Scientific classification
- Kingdom: Animalia
- Phylum: Mollusca
- Class: Gastropoda
- Subclass: Vetigastropoda
- Order: Trochida
- Family: Calliostomatidae
- Genus: Astele
- Species: A. monile
- Binomial name: Astele monile (Reeve, 1863)
- Synonyms: Calliostoma (Astele) monile (Reeve, L.A., 1863); Calliostoma (Laetifautor) monile (Reeve, 1863); Laetifautor monilis (Reeve, 1863); Zizyphinus monile Reeve, 1863;

= Astele monile =

- Authority: (Reeve, 1863)
- Synonyms: Calliostoma (Astele) monile (Reeve, L.A., 1863), Calliostoma (Laetifautor) monile (Reeve, 1863), Laetifautor monilis (Reeve, 1863), Zizyphinus monile Reeve, 1863

Species of gastropod

Astele monile, common name the Australian necklace, is a species of sea snail, a marine gastropod mollusk in the family Calliostomatidae.
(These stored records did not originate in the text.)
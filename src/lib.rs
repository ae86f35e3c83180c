mod adapters;
mod controllers;
mod core;
mod input;
mod presenters;

pub use crate::controllers::cli::args::CliArgs;
pub use crate::controllers::cli::render::CliRenderController;
pub use crate::controllers::ports::file_presenter::FilePresenterPort;
pub use crate::controllers::session::{RenderSession, SessionError};
pub use crate::core::actions::render_frame::{
    RenderError, RenderRequest, RenderStrategy, render, render_frame,
};
pub use crate::core::data::colour::Colour;
pub use crate::core::data::complex::Complex;
pub use crate::core::data::frame_size::{FrameSize, FrameSizeError};
pub use crate::core::data::pixel_buffer::{PixelBuffer, PixelBufferError};
pub use crate::core::data::transform::{Transform, TransformError};
pub use crate::core::fractals::julia::algorithm::escape;
pub use crate::core::fractals::julia::colour_mapping::hsv::to_colour;
pub use crate::core::fractals::julia::colour_mapping::kinds::JuliaColourMapKinds;
pub use crate::core::fractals::julia::errors::JuliaError;
pub use crate::core::fractals::julia::julia_config::JuliaConfig;
pub use crate::core::fractals::julia::params::JuliaParams;
pub use crate::core::parameter::{
    ANIMATION_INTERVAL, ControlPlane, JULIA_PRESETS, JuliaPreset, ParameterAnimation,
    ParameterController, ParameterError, parse_parameter,
};
pub use crate::input::viewport_input::{DragState, ViewportCommand, ViewportInput, wheel};
pub use crate::presenters::file::ppm::PpmFilePresenter;

#[cfg(feature = "gui")]
pub use crate::input::gui::commands::run_gui::RunGuiCommand;
#[cfg(feature = "gui")]
pub use crate::presenters::pixels::factory::PixelsPresenterFactory;
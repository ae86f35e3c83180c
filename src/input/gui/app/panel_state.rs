use std::time::Duration;

use crate::controllers::session::RenderSession;
use crate::core::parameter::presets::JULIA_PRESETS;

/// Widget state of the control panel that does not belong in the session.
#[derive(Debug, Clone, PartialEq)]
pub struct PanelState {
    pub parameter_input: String,
    pub parameter_error: Option<String>,
    pub render_error: Option<String>,
    pub last_render: Option<Duration>,
}

impl Default for PanelState {
    fn default() -> Self {
        let default_preset = JULIA_PRESETS[0].c;

        Self {
            parameter_input: format!("{},{}", default_preset.real, default_preset.imag),
            parameter_error: None,
            render_error: None,
            last_render: None,
        }
    }
}

impl PanelState {
    /// Parses the text field and applies it to the session. A bad entry is
    /// reported and leaves `c` unchanged.
    pub fn apply_parameter_input(&mut self, session: &mut RenderSession) {
        match session.set_parameter_from_str(&self.parameter_input) {
            Ok(_) => self.parameter_error = None,
            Err(err) => self.parameter_error = Some(err.to_string()),
        }
    }

    pub fn record_render(&mut self, duration: Duration) {
        self.last_render = Some(duration);
        self.render_error = None;
    }
}

#[cfg(test)]
mod tests {
    use super::*;
    use crate::core::data::complex::Complex;
    use crate::core::fractals::julia::julia_config::JuliaConfig;

    #[test]
    fn default_input_is_default_preset() {
        assert_eq!(PanelState::default().parameter_input, "-0.4,0.6");
    }

    #[test]
    fn valid_input_sets_parameter() {
        let mut session = RenderSession::new(4, 4, JuliaConfig::default()).unwrap();
        let mut panel = PanelState {
            parameter_input: " 0.285 , 0.01 ".to_string(),
            parameter_error: Some("stale".to_string()),
            ..PanelState::default()
        };

        panel.apply_parameter_input(&mut session);

        assert_eq!(session.parameter().c(), Complex::new(0.285, 0.01));
        assert_eq!(panel.parameter_error, None);
    }

    #[test]
    fn invalid_input_keeps_parameter() {
        let mut session = RenderSession::new(4, 4, JuliaConfig::default()).unwrap();
        let mut panel = PanelState {
            parameter_input: "abc".to_string(),
            ..PanelState::default()
        };

        panel.apply_parameter_input(&mut session);

        assert_eq!(session.parameter().c(), Complex::new(-0.4, 0.6));
        assert!(panel.parameter_error.is_some());
    }
}
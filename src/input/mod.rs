//! Host-facing input handling: the windowing-independent pointer state
//! machine, and the winit/egui front end behind the `gui` feature.

#[cfg(feature = "gui")]
pub mod gui;
pub mod viewport_input;
use crate::core::actions::generate_fractal::ports::fractal_algorithm::FractalAlgorithm;
use crate::core::data::complex::Complex;
use crate::core::data::frame_size::FrameSize;
use crate::core::data::point::Point;
use crate::core::data::transform::Transform;
use crate::core::fractals::julia::params::JuliaParams;

/// Smooth escape time of `point` under `z <- z^2 + c`.
///
/// Returns `i - log2(log2(|z|))` clamped to `[0, max_iterations]` for the
/// first iteration `i` where `|z| > radius`, or exactly `max_iterations` if
/// the orbit stays bounded. A non-finite `|z|` counts as escaped at the current iteration, so
/// the result is never NaN.
#[must_use]
pub fn escape(point: Complex, c: Complex, radius: f64, max_iterations: u32) -> f64 {
    let mut z = point;

    for iteration in 0..max_iterations {
        z = z * z + c;

        let magnitude = z.magnitude();

        if !magnitude.is_finite() {
            return f64::from(iteration);
        }

        if magnitude > radius {
            let smooth = f64::from(iteration) - magnitude.log2().log2();

            // NaN once radius < |z| < 1
            if smooth.is_nan() {
                return f64::from(iteration);
            }

            return smooth.clamp(0.0, f64::from(max_iterations));
        }
    }

    f64::from(max_iterations)
}

#[derive(Debug, Clone, Copy, PartialEq)]
pub struct JuliaAlgorithm {
    size: FrameSize,
    transform: Transform,
    params: JuliaParams,
}

impl FractalAlgorithm for JuliaAlgorithm {
    type Success = f64;

    fn compute(&self, pixel: Point) -> Self::Success {
        let z = self
            .transform
            .from_pixel(f64::from(pixel.x), f64::from(pixel.y));

        escape(
            z,
            self.params.c(),
            self.params.radius(),
            self.params.max_iterations(),
        )
    }

    fn size(&self) -> FrameSize {
        self.size
    }
}

impl JuliaAlgorithm {
    #[must_use]
    pub fn new(size: FrameSize, transform: Transform, params: JuliaParams) -> Self {
        Self {
            size,
            transform,
            params,
        }
    }
}
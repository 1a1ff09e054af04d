use std::time::Duration;

use serde::{Deserialize, Serialize};
use serde_json::{Map, Value};

use crate::error::ConfigurationError;

/// Default response window in milliseconds.
pub const DEFAULT_RESPONSE_WINDOW: u64 = 2000;
/// Default hopper-up time in milliseconds.
pub const DEFAULT_FEED_DURATION: u64 = 4000;

/// Parameters governing the trial loop. Durations are in milliseconds.
#[derive(Clone, Debug, PartialEq, Serialize, Deserialize)]
#[serde(default)]
pub struct ExperimentParams {
    pub subject: String,
    pub user: String,
    pub active: bool,
    pub response_window: u64,
    pub feed_duration: u64,
    pub feed_delay: u64,
    /// Key that starts a trial.
    pub init_key: String,
    pub hoppers: Vec<String>,
    pub min_iti: u64,
    /// Draw stimuli with replacement.
    pub replace: bool,
    /// Parameters this program does not interpret; kept for the record.
    #[serde(flatten)]
    pub extra: Map<String, Value>,
}

impl Default for ExperimentParams {
    fn default() -> Self {
        Self {
            subject: String::new(),
            user: String::new(),
            active: true,
            response_window: DEFAULT_RESPONSE_WINDOW,
            feed_duration: DEFAULT_FEED_DURATION,
            feed_delay: 0,
            init_key: "peck_center".into(),
            hoppers: vec!["feeder_left".into(), "feeder_right".into()],
            min_iti: 100,
            replace: true,
            extra: Map::new(),
        }
    }
}

impl ExperimentParams {
    /// Overlay `overrides` (typically the stimulus set's `parameters`) on
    /// these values. Keys in `overrides` win.
    pub fn merge(&mut self, overrides: &Map<String, Value>) -> Result<(), ConfigurationError> {
        let mut merged = match serde_json::to_value(&*self).map_err(ConfigurationError::Parameters)? {
            Value::Object(map) => map,
            _ => Map::new(),
        };
        for (key, value) in overrides {
            merged.insert(key.clone(), value.clone());
        }
        *self = serde_json::from_value(Value::Object(merged)).map_err(ConfigurationError::Parameters)?;
        Ok(())
    }

    pub fn response_window(&self) -> Duration {
        Duration::from_millis(self.response_window)
    }

    pub fn feed_delay(&self) -> Duration {
        Duration::from_millis(self.feed_delay)
    }

    pub fn min_iti(&self) -> Duration {
        Duration::from_millis(self.min_iti)
    }
}

/// Normalize a subject id.
///
/// Ids are trimmed and may contain letters, digits, `-` and `_`.
pub fn check_subject(id: &str) -> Result<String, ConfigurationError> {
    let id = id.trim();
    let ok = !id.is_empty()
        && id
            .chars()
            .all(|c| c.is_ascii_alphanumeric() || c == '-' || c == '_');
    if ok {
        Ok(id.to_string())
    } else {
        Err(ConfigurationError::InvalidSubject(id.to_string()))
    }
}
use std::io::{self, Write};

use tokio::sync::broadcast;
use tracing_subscriber::{EnvFilter, fmt};

/// Initialize logging to stdout and broadcast log lines over the provided channel.
///
/// `RUST_LOG` takes precedence; otherwise the level is `debug` when
/// `debug` is set and `info` if not.
///
/// ```
/// use tokio::sync::broadcast;
///
/// let (tx, _rx) = broadcast::channel(16);
/// noisy_gng::init_logging(false, tx);
/// ```
pub fn init_logging(debug: bool, tx: broadcast::Sender<String>) {
    let filter = EnvFilter::try_from_default_env()
        .unwrap_or_else(|_| EnvFilter::new(default_directive(debug)));
    let _ = fmt()
        .with_env_filter(filter)
        .with_target(false)
        .with_writer(tee(tx))
        .try_init();
}

fn default_directive(debug: bool) -> &'static str {
    if debug { "debug" } else { "info" }
}

fn tee(tx: broadcast::Sender<String>) -> impl Fn() -> TeeWriter + Send + Sync + 'static {
    move || TeeWriter {
        stdout: io::stdout(),
        tx: tx.clone(),
    }
}

/// Writer that duplicates all output to a broadcast channel.
struct TeeWriter {
    stdout: io::Stdout,
    tx: broadcast::Sender<String>,
}

impl Write for TeeWriter {
    /// Writes to stdout and forwards what was written to the broadcast channel.
    fn write(&mut self, buf: &[u8]) -> io::Result<usize> {
        let n = self.stdout.write(buf)?;
        if let Ok(s) = std::str::from_utf8(&buf[..n]) {
            let _ = self.tx.send(s.trim_end().to_string());
        }
        Ok(n)
    }

    fn flush(&mut self) -> io::Result<()> {
        self.stdout.flush()
    }
}
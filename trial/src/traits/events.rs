use apparatus::ApparatusEvent;
use async_trait::async_trait;
use tokio::sync::{broadcast, mpsc};
use tracing::warn;

/// Stream of device events the controller waits on.
#[async_trait]
pub trait EventSource: Send + Sync {
    /// Next event, or `None` once the source has closed.
    async fn next_event(&mut self) -> Option<ApparatusEvent>;

    /// Drop events that arrived while nothing was waiting.
    fn discard_pending(&mut self) {}
}

#[async_trait]
impl EventSource for broadcast::Receiver<ApparatusEvent> {
    async fn next_event(&mut self) -> Option<ApparatusEvent> {
        loop {
            match self.recv().await {
                Ok(event) => return Some(event),
                Err(broadcast::error::RecvError::Lagged(skipped)) => {
                    warn!(skipped, "event source lagged");
                }
                Err(broadcast::error::RecvError::Closed) => return None,
            }
        }
    }

    fn discard_pending(&mut self) {
        use broadcast::error::TryRecvError;
        loop {
            match self.try_recv() {
                Ok(_) | Err(TryRecvError::Lagged(_)) => continue,
                Err(TryRecvError::Empty) | Err(TryRecvError::Closed) => break,
            }
        }
    }
}

#[async_trait]
impl EventSource for mpsc::UnboundedReceiver<ApparatusEvent> {
    async fn next_event(&mut self) -> Option<ApparatusEvent> {
        self.recv().await
    }

    fn discard_pending(&mut self) {
        while self.try_recv().is_ok() {}
    }
}
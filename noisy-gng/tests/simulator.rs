use std::time::Duration;

use apparatus::{ApparatusBus, ApparatusEvent, HOUSE_LIGHTS, KEYS};
use noisy_gng::{SimulatedApparatus, listen_keys};
use serde_json::json;
use trial::Apparatus;

#[tokio::test(start_paused = true)]
async fn hopper_comes_down_after_interval() {
    let bus = ApparatusBus::default();
    let mut events = bus.subscribe_events();
    let sim = SimulatedApparatus::spawn(bus.clone(), vec!["feeder_left".into()]);
    tokio::task::yield_now().await;

    sim.change_state("feeder_left", json!({ "feeding": true, "interval": 4000 }))
        .await;
    let start = tokio::time::Instant::now();
    let evt = events.recv().await.unwrap();
    assert_eq!(evt, ApparatusEvent::new("feeder_left", json!({ "feeding": false })));
    assert!(start.elapsed() >= Duration::from_millis(4000));
}

#[tokio::test]
async fn reports_configured_feeders() {
    let sim = SimulatedApparatus::spawn(ApparatusBus::default(), vec!["a".into(), "b".into()]);
    assert_eq!(sim.feeders().await.unwrap(), vec!["a".to_string(), "b".to_string()]);
}

#[tokio::test]
async fn operator_lines_become_events() {
    let bus = ApparatusBus::default();
    let mut events = bus.subscribe_events();
    let input: &[u8] = b"peck_center\n\nnight\n  day \npeck_left\n";
    listen_keys(input, bus.clone()).await;

    let got: Vec<_> = std::iter::from_fn(|| events.try_recv().ok()).collect();
    assert_eq!(
        got,
        vec![
            ApparatusEvent::new(KEYS, json!({ "peck_center": true })),
            ApparatusEvent::new(HOUSE_LIGHTS, json!({ "daytime": false })),
            ApparatusEvent::new(HOUSE_LIGHTS, json!({ "daytime": true })),
            ApparatusEvent::new(KEYS, json!({ "peck_left": true })),
        ]
    );
}
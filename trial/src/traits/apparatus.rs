use apparatus::{ApparatusBus, DeviceCommand};
use async_trait::async_trait;
use serde_json::Value;

/// Command side of the apparatus.
///
/// Only the trial controller should invoke these.
#[async_trait]
pub trait Apparatus: Send + Sync {
    /// Ask `device` to take on the partial `state`. No acknowledgement.
    async fn change_state(&self, device: &str, state: Value);

    /// Hoppers currently attached. An empty list means "unknown".
    async fn feeders(&self) -> anyhow::Result<Vec<String>> {
        Ok(Vec::new())
    }
}

#[async_trait]
impl Apparatus for ApparatusBus {
    async fn change_state(&self, device: &str, state: Value) {
        self.send_command(DeviceCommand::new(device, state));
    }
}
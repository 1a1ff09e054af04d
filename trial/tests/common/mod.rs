#![allow(dead_code)]

use std::sync::{Arc, Mutex};

use apparatus::ApparatusEvent;
use async_trait::async_trait;
use rand::SeedableRng;
use rand::rngs::StdRng;
use serde_json::{Value, json};
use tokio::sync::{broadcast, mpsc};
use trial::{
    Apparatus, Collaborators, ExperimentParams, Phase, PropertyTable, StimulusCorpus, StimulusSet,
    TrialController, TrialLog, TrialOutcomeRecord, TrialRecord, TrialState,
};

/// Something the controller did to the outside world, in order.
#[derive(Clone, Debug, PartialEq)]
pub enum Entry {
    Command(String, Value),
    Record(TrialRecord),
}

/// Apparatus and trial log double that journals every call.
#[derive(Default)]
pub struct Recorder {
    pub journal: Mutex<Vec<Entry>>,
    pub feeders: Vec<String>,
}

impl Recorder {
    pub fn entries(&self) -> Vec<Entry> {
        self.journal.lock().unwrap().clone()
    }

    pub fn commands(&self) -> Vec<(String, Value)> {
        self.entries()
            .into_iter()
            .filter_map(|e| match e {
                Entry::Command(device, state) => Some((device, state)),
                Entry::Record(_) => None,
            })
            .collect()
    }

    pub fn records(&self) -> Vec<TrialRecord> {
        self.entries()
            .into_iter()
            .filter_map(|e| match e {
                Entry::Record(r) => Some(r),
                Entry::Command(..) => None,
            })
            .collect()
    }

    pub fn outcomes(&self) -> Vec<TrialOutcomeRecord> {
        self.records()
            .into_iter()
            .filter_map(|r| match r {
                TrialRecord::Outcome(o) => Some(o),
                TrialRecord::Comment(_) => None,
            })
            .collect()
    }
}

#[async_trait]
impl Apparatus for Recorder {
    async fn change_state(&self, device: &str, state: Value) {
        self.journal
            .lock()
            .unwrap()
            .push(Entry::Command(device.to_string(), state));
    }

    async fn feeders(&self) -> anyhow::Result<Vec<String>> {
        Ok(self.feeders.clone())
    }
}

#[async_trait]
impl TrialLog for Recorder {
    async fn record(&self, record: TrialRecord) -> anyhow::Result<()> {
        self.journal.lock().unwrap().push(Entry::Record(record));
        Ok(())
    }
}

/// Test side of a controller under test.
pub struct Rig {
    pub events: mpsc::UnboundedSender<ApparatusEvent>,
    pub states: broadcast::Receiver<TrialState>,
    pub recorder: Arc<Recorder>,
}

impl Rig {
    pub fn send(&self, event: ApparatusEvent) {
        self.events.send(event).unwrap();
    }

    /// Wait for the next published state in `phase`.
    pub async fn until(&mut self, phase: Phase) -> TrialState {
        loop {
            let state = self.states.recv().await.unwrap();
            if state.phase == Some(phase) {
                return state;
            }
        }
    }
}

/// Single stimulus "A" answered by `peck_center` or `peck_left`.
pub fn stimulus_a(timeout_reward: f64, reinforced: bool) -> Value {
    json!([{
        "name": "A",
        "frequency": 1,
        "responses": {
            "peck_center": { "p_reward": 0.0, "reinforced": false },
            "peck_left": { "reinforced": false },
            "timeout": { "p_reward": timeout_reward, "reinforced": reinforced }
        }
    }])
}

pub fn stimset(stimuli: Value) -> StimulusSet {
    serde_json::from_value(json!({
        "stimulus_root": "/stimuli",
        "experiment": "gng-test",
        "stimuli": stimuli,
    }))
    .unwrap()
}

pub fn params() -> ExperimentParams {
    ExperimentParams {
        subject: "b101".into(),
        user: "tester".into(),
        ..ExperimentParams::default()
    }
}

pub fn rig(
    stimuli: Value,
    params: ExperimentParams,
    properties: PropertyTable,
    feeders: Vec<String>,
) -> (TrialController, Rig) {
    let corpus = StimulusCorpus::new(stimset(stimuli), "unused", StdRng::seed_from_u64(11)).unwrap();
    let (events_tx, events_rx) = mpsc::unbounded_channel();
    let (states_tx, states_rx) = broadcast::channel(256);
    let recorder = Arc::new(Recorder {
        journal: Mutex::new(Vec::new()),
        feeders,
    });
    let controller = TrialController::new(
        params,
        corpus,
        Collaborators {
            events: Box::new(events_rx),
            apparatus: recorder.clone(),
            properties: Arc::new(properties),
            log: recorder.clone(),
            publisher: Arc::new(states_tx),
        },
        StdRng::seed_from_u64(5),
    );
    (
        controller,
        Rig {
            events: events_tx,
            states: states_rx,
            recorder,
        },
    )
}
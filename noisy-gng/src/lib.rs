//! Process wrapper around the trial controller: logging, the simulated
//! apparatus, trial log sinks and the heartbeat.

pub mod heartbeat;
pub mod logging;
pub mod settings;
pub mod simulator;
pub mod sinks;

pub use heartbeat::{HEARTBEAT_INTERVAL, spawn_heartbeat};
pub use logging::init_logging;
pub use simulator::{SimulatedApparatus, listen_keys};
pub use sinks::{BusStatePublisher, JsonlTrialLog, STATE_DEVICE, TracingTrialLog};
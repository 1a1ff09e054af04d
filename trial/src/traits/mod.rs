//! Contracts for the collaborators around the trial loop.

pub mod apparatus;
pub mod events;
pub mod log;
pub mod properties;
pub mod publisher;

pub use apparatus::Apparatus;
pub use events::EventSource;
pub use log::TrialLog;
pub use properties::{PropertyTable, StimulusProperties, StimulusProperty};
pub use publisher::StatePublisher;
use std::path::PathBuf;
use thiserror::Error;

/// Problems with the experiment's configuration. All of these are fatal and
/// must stop the process before the trial loop starts.
#[derive(Debug, Error)]
pub enum ConfigurationError {
    #[error("could not read {path}: {source}")]
    Io {
        path: PathBuf,
        #[source]
        source: std::io::Error,
    },
    #[error("could not parse {path}: {source}")]
    Parse {
        path: PathBuf,
        #[source]
        source: serde_json::Error,
    },
    #[error("invalid experiment parameters: {0}")]
    Parameters(#[source] serde_json::Error),
    #[error("stimulus set '{0}' failed validation")]
    InvalidStimulusSet(String),
    #[error("stimulus pool is empty; every frequency is zero")]
    EmptyPool,
    #[error("no playback duration known for stimulus '{0}'")]
    UnknownStimulus(String),
    #[error("no hoppers available for feeding")]
    NoHoppers,
    #[error("invalid subject id '{0}'")]
    InvalidSubject(String),
}

/// Errors that end the trial loop.
#[derive(Debug, Error)]
pub enum TrialError {
    #[error(transparent)]
    Configuration(#[from] ConfigurationError),
    #[error("apparatus event stream closed")]
    EventSourceClosed,
}
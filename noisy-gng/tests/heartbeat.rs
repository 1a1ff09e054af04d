use std::sync::{Arc, Mutex};
use std::time::Duration;

use async_trait::async_trait;
use noisy_gng::spawn_heartbeat;
use trial::{Comment, TrialLog, TrialRecord};

#[derive(Default)]
struct Collect(Mutex<Vec<TrialRecord>>);

#[async_trait]
impl TrialLog for Collect {
    async fn record(&self, record: TrialRecord) -> anyhow::Result<()> {
        self.0.lock().unwrap().push(record);
        Ok(())
    }
}

#[tokio::test(start_paused = true)]
async fn beats_once_per_interval() {
    let log = Arc::new(Collect::default());
    let handle = spawn_heartbeat(log.clone(), "b7".into(), Duration::from_secs(60));

    tokio::time::sleep(Duration::from_secs(30)).await;
    assert!(log.0.lock().unwrap().is_empty());

    tokio::time::sleep(Duration::from_secs(100)).await;
    let beats = log.0.lock().unwrap().clone();
    assert_eq!(beats.len(), 2);
    assert_eq!(
        beats[0],
        TrialRecord::Comment(Comment::Heartbeat {
            subject: "b7".into()
        })
    );
    handle.abort();
}
use async_trait::async_trait;

use crate::outcome::TrialRecord;

/// Destination for trial records.
///
/// Delivery is best effort: the controller logs a failed `record` and
/// carries on.
#[async_trait]
pub trait TrialLog: Send + Sync {
    async fn record(&self, record: TrialRecord) -> anyhow::Result<()>;
}
use std::collections::HashMap;
use std::path::Path;
use std::time::Duration;

use serde::{Deserialize, Serialize};

use crate::corpus::StimulusName;
use crate::error::ConfigurationError;

/// Lookup of playback properties reported by the audio player.
pub trait StimulusProperties: Send + Sync {
    /// Playback duration of `name`, `None` if the stimulus is unknown.
    fn duration(&self, name: &StimulusName) -> Option<Duration>;
}

/// Properties of one stimulus.
#[derive(Clone, Debug, PartialEq, Serialize, Deserialize)]
pub struct StimulusProperty {
    /// Playback duration in seconds.
    pub duration: f64,
}

/// In-memory property table keyed by stimulus name.
///
/// Multi-channel stimuli are keyed by their names joined with `,`.
#[derive(Clone, Debug, Default, PartialEq, Serialize, Deserialize)]
#[serde(transparent)]
pub struct PropertyTable {
    entries: HashMap<String, StimulusProperty>,
}

impl PropertyTable {
    pub fn new() -> Self {
        Self::default()
    }

    /// Add an entry with a duration in seconds.
    pub fn with(mut self, name: impl Into<String>, duration: f64) -> Self {
        self.insert(name, duration);
        self
    }

    pub fn insert(&mut self, name: impl Into<String>, duration: f64) {
        self.entries
            .insert(name.into(), StimulusProperty { duration });
    }

    /// Read a JSON table of the form `{"name": {"duration": 1.5}}`.
    pub fn load(path: impl AsRef<Path>) -> Result<Self, ConfigurationError> {
        let path = path.as_ref();
        let text = std::fs::read_to_string(path).map_err(|source| ConfigurationError::Io {
            path: path.to_path_buf(),
            source,
        })?;
        serde_json::from_str(&text).map_err(|source| ConfigurationError::Parse {
            path: path.to_path_buf(),
            source,
        })
    }

    pub fn len(&self) -> usize {
        self.entries.len()
    }

    pub fn is_empty(&self) -> bool {
        self.entries.is_empty()
    }
}

impl StimulusProperties for PropertyTable {
    fn duration(&self, name: &StimulusName) -> Option<Duration> {
        let prop = self.entries.get(&name.to_string())?;
        Duration::try_from_secs_f64(prop.duration).ok()
    }
}

#[cfg(test)]
mod tests {
    use super::*;

    #[test]
    fn durations_are_seconds() {
        let table = PropertyTable::new().with("a", 2.0).with("l,r", 0.25);
        assert_eq!(
            table.duration(&StimulusName::from("a")),
            Some(Duration::from_secs(2))
        );
        let multi = StimulusName::Channels(vec!["l".into(), "r".into()]);
        assert_eq!(table.duration(&multi), Some(Duration::from_millis(250)));
        assert_eq!(table.duration(&StimulusName::from("b")), None);
    }

    #[test]
    fn negative_duration_is_unknown() {
        let table = PropertyTable::new().with("a", -1.0);
        assert_eq!(table.duration(&StimulusName::from("a")), None);
    }

    #[test]
    fn parses_player_metadata_shape() {
        let table: PropertyTable =
            serde_json::from_str(r#"{"song": {"duration": 1.5}}"#).unwrap();
        assert_eq!(table.len(), 1);
        assert_eq!(
            table.duration(&StimulusName::from("song")),
            Some(Duration::from_millis(1500))
        );
    }
}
Some authors place this taxon in the subgenus Astele (Astele)

==Description==
The size of the shell varies between 15 mm and 25 mm. The shell has an erectly conical shape but is rather swollen at the base. It is transparent white, encircled by a necklace of violet spots. The whorls are concavely sloping, spirally ridged. These ridges are smooth with the two basal ridges more prominent. The necklace of violet spots has an exceedingly pretty appearance on the delicate transparent ground of the shell.

==Distribution==
This marine species is endemic to Australia and occurs off Western Australia, Northern Territory and Queensland.